Businesses are caught in a vicious cycle. Robert Ohmayer, global purchasing manager at Voith, a Heidenheim-based company that builds and equips paper mills and hydropower plants, calls it the toilet paper effect.
Just as panicked consumers hoarded toilet paper at the start of the pandemic, businesses worried about running out of key materials order more than they need and put them in warehouses. This created even more shortages.
Businesses had little choice. “We are ordering more to protect our business,” Mr. Ohmayer said.
Supply issues are doubly frustrating for businesses because many of them have large order books that they cannot fill.
Take the bicycle shops. Malaysian factories that make gears, shock absorbers and other parts for bicycles have been locked down due to the pandemic. In addition, sea containers have been scarce and the movement of cargo ships has been disrupted by events such as the closure of Chinese ports as dockworkers have tested positive for the virus.
Problems have stifled the supply of things like brake pads that bike shops need for repairs.
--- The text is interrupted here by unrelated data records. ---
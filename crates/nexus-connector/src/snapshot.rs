//! Structural capture of a live database: [`DatabaseSnapshot`].

use std::collections::BTreeMap;

use serde::{Deserialize, Serialize};

/// A point-in-time structural capture of a live database, produced by
/// [`crate::SchemaConnector::introspect`]. Never mutated after construction.
#[derive(Debug, Clone, Default, PartialEq, Serialize, Deserialize)]
pub struct DatabaseSnapshot {
    /// User tables, keyed by table name. A `BTreeMap` so iteration order is
    /// deterministic for tests and diagnostics; the diff engine imposes its
    /// own ordering rules independently (see `nexus-diff`).
    pub tables: BTreeMap<String, TableInfo>,
}

impl DatabaseSnapshot {
    /// An empty snapshot, as would be introspected from a fresh database.
    pub fn empty() -> Self {
        Self::default()
    }

    /// Looks up a table by name.
    pub fn table(&self, name: &str) -> Option<&TableInfo> {
        self.tables.get(name)
    }

    /// Returns `true` if the given table exists in this snapshot.
    pub fn has_table(&self, name: &str) -> bool {
        self.tables.contains_key(name)
    }
}

/// Structural information about a single table.
#[derive(Debug, Clone, Default, PartialEq, Serialize, Deserialize)]
pub struct TableInfo {
    /// Table name.
    pub name: String,
    /// Columns, keyed by name.
    pub columns: BTreeMap<String, ColumnInfo>,
    /// Indexes, keyed by name.
    pub indexes: BTreeMap<String, IndexInfo>,
}

impl TableInfo {
    /// Creates an empty table description.
    pub fn new(name: impl Into<String>) -> Self {
        Self {
            name: name.into(),
            columns: BTreeMap::new(),
            indexes: BTreeMap::new(),
        }
    }
}

/// Dialect-reported information about a single column.
#[derive(Debug, Clone, PartialEq, Serialize, Deserialize)]
pub struct ColumnInfo {
    /// Column name.
    pub name: String,
    /// The SQL type exactly as the dialect reports it, e.g.
    /// `"character varying(255)"` or `"VARCHAR(255)"`. Compared by the diff
    /// engine only after canonicalization through `parse_sql_type`.
    pub sql_type: String,
    /// Whether the column accepts `NULL`.
    pub nullable: bool,
    /// Whether the column is (part of) the primary key.
    pub primary_key: bool,
    /// Whether the column has a uniqueness constraint.
    pub unique: bool,
    /// The default expression text as reported by the dialect, if any.
    pub default_expr: Option<String>,
    /// Whether the column auto-increments.
    pub auto_increment: bool,
}

/// Dialect-reported information about a single index.
#[derive(Debug, Clone, PartialEq, Serialize, Deserialize)]
pub struct IndexInfo {
    /// Index name.
    pub name: String,
    /// Whether the index enforces uniqueness.
    pub unique: bool,
    /// Ordered list of column names the index covers.
    pub columns: Vec<String>,
}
Still, demand is booming, in part because many Germans have turned to cycling as an alternative to public transport during the pandemic, or have decided to take a cycling vacation near their homes rather than taking the road. plane to a beach in Spain.
“All things in the global market hit us at the same time,” said Tobias Hempelmann, owner of a bicycle dealership in Lage. “High demand, no containers and people want to cycle. “
One of his employees is just picking up components, searching for rare items on eBay or Amazon, or bartering with other resellers, Hempelmann said.
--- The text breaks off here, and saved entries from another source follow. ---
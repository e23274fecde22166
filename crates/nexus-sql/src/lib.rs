//! Concrete SQL dialect adapters implementing
//! [`nexus_connector::SchemaConnector`].
//!
//! Three self-contained modules, one per dialect, each owning its own
//! connection (behind a `Mutex`, matching the teacher's `SqliteStore`
//! pattern) and rendering its own DDL. The shared parts -- the type-mapping
//! matrix and the dialect-type canonicalization used by the diff engine --
//! live in [`type_mapping`] and [`parse_sql_type`] so all three adapters
//! agree on the same semantics.

mod mysql_adapter;
mod parse_sql_type;
mod postgres_adapter;
mod sqlite_adapter;
mod type_mapping;

pub use mysql_adapter::MysqlConnector;
pub use parse_sql_type::parse_sql_type;
pub use postgres_adapter::PostgresConnector;
pub use sqlite_adapter::SqliteConnector;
The tensions in the system were evident even before the pandemic. Tensions between China and the United States, along with rising protectionism, had already prompted many companies to reconsider their reliance on distant suppliers.
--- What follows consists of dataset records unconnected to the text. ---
//! The state machine and mutating operations of spec §4.6.3:
//! `Up`/`Down`/`DownTo`/`DownN`/`Reset`/`Status`, all guarded by the lock
//! protocol of §4.6.2.

use chrono::{DateTime, Duration, Utc};
use nexus_connector::{ConnectorError, Migration, SchemaConnector};
use tracing::{info, warn};

use crate::error::{EngineError, Result};
use crate::history::{self, HistoryRow};
use crate::lock::{self, LockGuard, DEFAULT_TTL_SECONDS};
use crate::validate::{self, ValidationResult};

/// What a single `Up()` call did.
#[derive(Debug, Clone, Default, PartialEq, Eq)]
pub struct UpReport {
    /// Ids of migrations applied in this batch, in application order.
    pub applied: Vec<String>,
}

/// What a single rollback call (`Down`, `DownTo`, `DownN`) did.
#[derive(Debug, Clone, Default, PartialEq, Eq)]
pub struct DownReport {
    /// Ids of migrations rolled back, in rollback order (most recent
    /// first).
    pub rolled_back: Vec<String>,
}

/// What `Reset()` did.
#[derive(Debug, Clone, Default, PartialEq, Eq)]
pub struct ResetReport {
    /// Ids rolled back, in rollback order.
    pub rolled_back: Vec<String>,
    /// Ids (re-)applied, in application order.
    pub applied: Vec<String>,
}

/// Per-migration status, as returned by [`MigrationEngine::status`].
#[derive(Debug, Clone, PartialEq, Eq)]
pub struct MigrationStatus {
    /// The migration's id.
    pub id: String,
    /// The migration's human-readable name.
    pub name: String,
    /// Whether it has been applied.
    pub applied: bool,
    /// When it was applied, if it has been.
    pub applied_at: Option<String>,
}

/// Owns the loaded migration list and drives it against a live database
/// through a borrowed [`SchemaConnector`] (spec §9, "Ownership" -- the
/// engine neither opens nor closes the connection).
pub struct MigrationEngine<'a> {
    connector: &'a dyn SchemaConnector,
    migrations: Vec<Migration>,
    ttl: Duration,
    identifier: String,
}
An additional complication for German businesses is a new law, due to come into effect in 2023, which requires them to ensure that they do not buy from suppliers who use child labor or slave labor.
“We knew global supply chains were risky before we had Covid,” said Mr. Ohmayer, Voith’s chief purchasing officer. “The Covid crisis is an accelerator, but it is not a new trend. “
Companies are now trying to figure out what lessons to learn and how to reorganize their supply networks so that they are less susceptible to crises.
As political leaders had hoped, Voith is buying from suppliers closer to its factories in Germany and the United States. China’s cost advantage has eroded because wages have gone up, and sometimes a small machine shop in Wisconsin is more profitable, Mr. Ohmayer said.
But what may work for Voith, which buys a small number of specialized components, may not work for an automaker who buys millions of the same part. There is always a strong incentive to buy from suppliers who can mass produce a decent quality component at the lowest price. Among German companies surveyed in August by the Association of German Chambers of Commerce and Industry, only 8% said they plan to move production.
“You can try to bring production back, but you have to expect that these products can only be produced at higher prices,” said Mr Sandkamp of the Kiel Institute. “We will lose in competitiveness.
Supply shortages are expected to ease as suppliers expand their factories to catch up with demand. German chipmaker Infineon, which specializes in the automotive industry, last month opened a factory that had been planned before the pandemic. The plant, in Villach, Austria, can produce enough chips to power 20 million electric vehicles, said Peter Schiefer, president of Infineon’s automotive division.
Many other chipmakers have announced plans to expand production. But, noting that it takes just a year and a half to acquire the necessary machinery, Mr Schiefer said: “It won’t happen right away.